▸ **Exercise aim**
Retype all of the entries exactly as they appear.

________________________

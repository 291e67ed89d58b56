//! HTTP client for the book-tracking backend.

use reqwest::blocking::Client;
use reqwest::header::{AUTHORIZATION, CONTENT_TYPE, HeaderMap, HeaderValue};
use serde::de::DeserializeOwned;

use crate::error::{ReadshelfError, Result};
use crate::import::ImportedBook;

use super::api::{BookshelfApi, CommitResponse, ImportRequest, PreviewResponse};

/// Default backend address.
const DEFAULT_API_URL: &str = "http://localhost:5000";

/// Backend client over HTTP.
///
/// Requests are one-shot with no retry and no explicit timeout. Preview and
/// commit each collapse any transport failure or non-2xx status into a
/// single generic error: when a batch fails the client cannot know how much
/// of it was applied, so the operation is reported as a whole.
pub struct HttpBackend {
    client: Client,
    base_url: String,
    token: Option<String>,
}

impl HttpBackend {
    /// Create a client against `READSHELF_API_URL`, or the default address.
    ///
    /// A bearer token is picked up from `READSHELF_TOKEN` when set.
    pub fn new() -> Result<Self> {
        let base_url =
            std::env::var("READSHELF_API_URL").unwrap_or_else(|_| DEFAULT_API_URL.to_string());
        Self::with_base_url(base_url)
    }

    /// Create a client against a specific base URL.
    pub fn with_base_url(base_url: impl Into<String>) -> Result<Self> {
        let client = Client::builder()
            .build()
            .map_err(|e| ReadshelfError::Config(format!("failed to create HTTP client: {}", e)))?;

        let base_url = base_url.into();
        Ok(Self {
            client,
            base_url: base_url.trim_end_matches('/').to_string(),
            token: std::env::var("READSHELF_TOKEN").ok(),
        })
    }

    /// Set the bearer token sent with every request.
    pub fn with_token(mut self, token: impl Into<String>) -> Self {
        self.token = Some(token.into());
        self
    }

    /// The backend address this client talks to.
    pub fn base_url(&self) -> &str {
        &self.base_url
    }

    fn build_headers(&self) -> Result<HeaderMap> {
        let mut headers = HeaderMap::new();
        headers.insert(CONTENT_TYPE, HeaderValue::from_static("application/json"));
        if let Some(ref token) = self.token {
            let value = HeaderValue::from_str(&format!("Bearer {}", token))
                .map_err(|e| ReadshelfError::Config(format!("invalid API token: {}", e)))?;
            headers.insert(AUTHORIZATION, value);
        }
        Ok(headers)
    }

    fn post<T: DeserializeOwned>(
        &self,
        path: &str,
        books: &[ImportedBook],
        failure: fn(String) -> ReadshelfError,
    ) -> Result<T> {
        let url = format!("{}{}", self.base_url, path);
        let response = self
            .client
            .post(&url)
            .headers(self.build_headers()?)
            .json(&ImportRequest { books })
            .send()
            .map_err(|e| {
                if e.is_connect() {
                    failure(format!("could not reach the backend at {}", self.base_url))
                } else {
                    failure(e.to_string())
                }
            })?;

        if !response.status().is_success() {
            return Err(failure(format!("backend returned {}", response.status())));
        }

        response
            .json()
            .map_err(|e| failure(format!("invalid response body: {}", e)))
    }
}

impl BookshelfApi for HttpBackend {
    fn preview_import(&self, books: &[ImportedBook]) -> Result<PreviewResponse> {
        self.post(
            "/api/import/goodreads/preview",
            books,
            ReadshelfError::PreviewFailed,
        )
    }

    fn import_books(&self, books: &[ImportedBook]) -> Result<CommitResponse> {
        self.post("/api/import/goodreads", books, ReadshelfError::CommitFailed)
    }

    fn name(&self) -> &str {
        "http"
    }
}

#[cfg(test)]
mod tests {
    use super::*;

    #[test]
    fn test_base_url_trailing_slash_trimmed() {
        let backend = HttpBackend::with_base_url("http://localhost:5000/").unwrap();
        assert_eq!(backend.base_url(), "http://localhost:5000");
    }

    #[test]
    fn test_with_token() {
        let backend = HttpBackend::with_base_url("http://localhost:5000")
            .unwrap()
            .with_token("secret");
        let headers = backend.build_headers().unwrap();

        assert_eq!(headers.get(AUTHORIZATION).unwrap(), "Bearer secret");
    }
}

________________________

▸ **Your solution**
repository 291e67ed89d58b56
//! HTTP client for the book-tracking backend.

use reqwest::blocking::Client;
use reqwest::header::{AUTHORIZATION, CONTENT_TYPE, HeaderMap, HeaderValue};
use serde::de::DeserializeOwned;

use crate::error::{ReadshelfError, Result};
use crate::import::ImportedBook;

use super::api::{BookshelfApi, CommitResponse, ImportRequest, PreviewResponse};

/// Default backend address.
const DEFAULT_API_URL: &str = "http://localhost:5000";

/// Backend client over HTTP.
///
/// Requests are one-shot with no retry and no explicit timeout. Preview and
/// commit each collapse any transport failure or non-2xx status into a
/// single generic error: when a batch fails the client cannot know how much
/// of it was applied, so the operation is reported as a whole.
pub struct HttpBackend {
    client: Client,
    base_url: String,
    token: Option<String>,
}

impl HttpBackend {
    /// Create a client against `READSHELF_API_URL`, or the default address.
    ///
    /// A bearer token is picked up from `READSHELF_TOKEN` when set.
    pub fn new() -> Result<Self> {
        let base_url =
            std::env::var("READSHELF_API_URL").unwrap_or_else(|_| DEFAULT_API_URL.to_string());
        Self::with_base_url(base_url)
    }

    /// Create a client against a specific base URL.
    pub fn with_base_url(base_url: impl Into<String>) -> Result<Self> {
        let client = Client::builder()
            .build()
            .map_err(|e| ReadshelfError::Config(format!("failed to create HTTP client: {}", e)))?;

        let base_url = base_url.into();
        Ok(Self {
            client,
            base_url: base_url.trim_end_matches('/').to_string(),
            token: std::env::var("READSHELF_TOKEN").ok(),
        })
    }

    /// Set the bearer token sent with every request.
    pub fn with_token(mut self, token: impl Into<String>) -> Self {
        self.token = Some(token.into());
        self
    }

    /// The backend address this client talks to.
    pub fn base_url(&self) -> &str {
        &self.base_url
    }

    fn build_headers(&self) -> Result<HeaderMap> {
        let mut headers = HeaderMap::new();
        headers.insert(CONTENT_TYPE, HeaderValue::from_static("application/json"));
        if let Some(ref token) = self.token {
            let value = HeaderValue::from_str(&format!("Bearer {}", token))
                .map_err(|e| ReadshelfError::Config(format!("invalid API token: {}", e)))?;
            headers.insert(AUTHORIZATION, value);
        }
        Ok(headers)
    }

    fn post<T: DeserializeOwned>(
        &self,
        path: &str,
        books: &[ImportedBook],
        failure: fn(String) -> ReadshelfError,
    ) -> Result<T> {
        let url = format!("{}{}", self.base_url, path);
        let response = self
            .client
            .post(&url)
            .headers(self.build_headers()?)
            .json(&ImportRequest { books })
            .send()
            .map_err(|e| {
                if e.is_connect() {
                    failure(format!("could not reach the backend at {}", self.base_url))
                } else {
                    failure(e.to_string())
                }
            })?;

        if !response.status().is_success() {
            return Err(failure(format!("backend returned {}", response.status())));
        }

        response
            .json()
            .map_err(|e| failure(format!("invalid response body: {}", e)))
    }
}

impl BookshelfApi for HttpBackend {
    fn preview_import(&self, books: &[ImportedBook]) -> Result<PreviewResponse> {
        self.post(
            "/api/import/goodreads/preview",
            books,
            ReadshelfError::PreviewFailed,
        )
    }

    fn import_books(&self, books: &[ImportedBook]) -> Result<CommitResponse> {
        self.post("/api/import/goodreads", books, ReadshelfError::CommitFailed)
    }

    fn name(&self) -> &str {
        "http"
    }
}

#[cfg(test)]
mod tests {
    use super::*;

    #[test]
    fn test_base_url_trailing_slash_trimmed() {
        let backend = HttpBackend::with_base_url("http://localhost:5000/").unwrap();
        assert_eq!(backend.base_url(), "http://localhost:5000");
    }

    #[test]
    fn test_with_token() {
        let backend = HttpBackend::with_base_url("http://localhost:5000")
            .unwrap()
            .with_token("secret");
        let headers = backend.build_headers().unwrap();

        assert_eq!(headers.get(AUTHORIZATION).unwrap(), "Bearer secret");
    }
}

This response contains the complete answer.